Юный Картошкин никогда не ел в обед столь разнообразно и обильно, а тут еще пришлось «тянуться» за Орловым, который, несмотря на то, что вовсе не суетился и не стучал столовыми приборами по тарелкам, съел все быстро и теперь ожидал, когда управится со своими порциями его новый товарищ.
Оставшиеся до конца перерыва четверть часа они просидели на улице, в курилке. Под северной стеной цеха было сумрачно и прохладно. Здесь по периметру были врыты в землю деревянные скамейки, а в центре вкопана железная бочка. В темно-синей маслянистой воде плавали размокшие коричневые окурки.
Юный Картошкин сразу же раскрыл перед Орловым пачку махорочных сигарет.
— Не балуюсь! — ответил тот. — И тебе не советую. Бытовая наркомания, чего же хорошего?
— Хорошо, я подумаю, — пообещал Володька и закурил.
За далекой железобетонной стеной ремзавода виднелся березовый лес и труба райцентровской котельной. По пустому двору ветер носил обрывки каких-то случайных бумажек. В стороне, где находился ряд сельхозмашин, пригнанных для ремонта из совхозов, кто-то одиноко и безрадостно стучал по железу.
Орлов подумал о том, что теперь-то он должен отвечать не только за себя и свой станок, но и за Картошкина, которому следует говорить какие-то особенные ободряющие слова, ибо не так проста жизнь, как представляли это Леонид Исакич и участковый. Он понимал, для начала следует сказать что-нибудь общественно полезное, ведь человек принадлежит не только самому себе, но и станку, цеху, заводу… И он сказал:
— Если полюбишь какое-нибудь ремесло, то твоя жизнь станет независимой. Появится перспектива и ясность. Никто не будет приступать к тебе с претензией — окупаешь или нет ты свое место под солнцем. Ты будешь сам себе хозяин…
— Ну да. Как бобик на свободной проволоке! — усмехнулся Володька.
Орлов удивленно вскинул голову: не прост ты, братец, не прост!
Володька в свою очередь понял, что сказал что-то не так, и пояснил: это он исключительно о себе, а не вообще, главное ему сейчас вовсе не ремесло и не перспектива, ему бы только определиться сейчас или через год, или через три, а там все у него пойдет, он уже точно знает — пойдет! А пока у него родитель — алкаш, мать на перепутье с начкаром, братишка маленький….

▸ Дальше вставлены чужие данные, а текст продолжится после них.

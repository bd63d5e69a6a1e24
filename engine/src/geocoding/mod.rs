//! Geocoding Provider Abstraction
//!
//! A [`Geocoder`] turns a free-text query into an ordered list of candidate
//! locations. Candidate selection (not found / ambiguous / best match) is a
//! tool-level policy and lives in `tools::geocode`, not here.

use async_trait::async_trait;
use serde::{Deserialize, Serialize};

use crate::retry::Retryable;

pub mod arcgis;

pub use arcgis::ArcGisGeocoder;

/// One location matching a query
#[derive(Debug, Clone, PartialEq, Serialize, Deserialize)]
pub struct GeocodeCandidate {
    /// Human-readable name or formatted address
    pub name: String,
    pub latitude: f64,
    pub longitude: f64,

    /// Match confidence in `[0.0, 1.0]`
    pub confidence: f64,
}

/// Geocoding failures
#[derive(Debug, thiserror::Error)]
pub enum GeocodeError {
    #[error("Geocoding request timed out")]
    Timeout,

    #[error("Network error: {0}")]
    Network(String),

    #[error("Geocoding provider returned HTTP {status}")]
    Http { status: u16 },

    #[error("Geocoding provider error: {0}")]
    Provider(String),

    #[error("Failed to parse geocoding response: {0}")]
    Parse(String),
}

impl Retryable for GeocodeError {
    fn is_retryable(&self) -> bool {
        match self {
            GeocodeError::Timeout | GeocodeError::Network(_) => true,
            GeocodeError::Http { status } => *status == 429 || *status >= 500,
            GeocodeError::Provider(_) | GeocodeError::Parse(_) => false,
        }
    }

    fn timed_out() -> Self {
        GeocodeError::Timeout
    }
}

/// Address / place-name lookup service
#[async_trait]
pub trait Geocoder: Send + Sync {
    /// Returns the name of the provider (e.g., "arcgis")
    fn name(&self) -> &str;

    /// Look up `query`; candidates are ordered best first and may be empty
    async fn geocode(&self, query: &str) -> Result<Vec<GeocodeCandidate>, GeocodeError>;
}
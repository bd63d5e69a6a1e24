use sdk::errors::EngineError;
use sdk::types::{coordinates_in_range, LastAction, MapState, ToolResult};

use super::schema::NAVIGATE;
use crate::map_state::MapStateStore;

/// Move the map center. Out-of-range coordinates leave the state untouched.
pub fn navigate(store: &MapStateStore, latitude: f64, longitude: f64) -> ToolResult {
    match move_to(store, latitude, longitude, LastAction::Navigate, None) {
        Ok(state) => ToolResult::success(
            NAVIGATE.name,
            format!("Navigated to {:.6}, {:.6}", state.latitude, state.longitude),
            state,
        ),
        Err(e) => ToolResult::failure(NAVIGATE.name, e.to_string()),
    }
}

/// Position update shared with `geocode_and_navigate`.
///
/// The range check, the move and the optional zoom change are one mutation.
pub(crate) fn move_to(
    store: &MapStateStore,
    latitude: f64,
    longitude: f64,
    action: LastAction,
    zoom: Option<u8>,
) -> Result<MapState, EngineError> {
    store.try_mutate(|current| {
        if !coordinates_in_range(latitude, longitude) {
            return Err(EngineError::Validation(format!(
                "coordinates ({}, {}) are out of range; latitude must be in [-90, 90] and longitude in [-180, 180]",
                latitude, longitude
            )));
        }
        let moved = current.with_position(latitude, longitude, action);
        Ok(MapState {
            zoom: zoom.unwrap_or(moved.zoom),
            ..moved
        })
    })
}
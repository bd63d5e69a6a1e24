//! Conversation Orchestration
//!
//! This module implements the loop that turns one user request into model
//! rounds and tool executions, and the history it accumulates on the way.

pub mod conversation;
pub mod core;

pub use conversation::Conversation;
pub use core::{Orchestrator, OrchestratorSettings, TurnOutcome};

Мимо них по двору проехал маленький колесный трактор без кабины. Сзади у него был подцеплен толстый железный лист, на котором лежал огромный моток проволоки. Орлов и Володька проводили его задумчивым взглядом, и Володька неожиданно сказал:
— Вообще я книги люблю читать… Ремесло ремеслом, а вот когда читаешь, то жизнь кажется интереснее, чем настоящая… Может, мне и читать ничего не надо, раз я т а к понимаю? Может, я только зря время трачу, как ты думаешь?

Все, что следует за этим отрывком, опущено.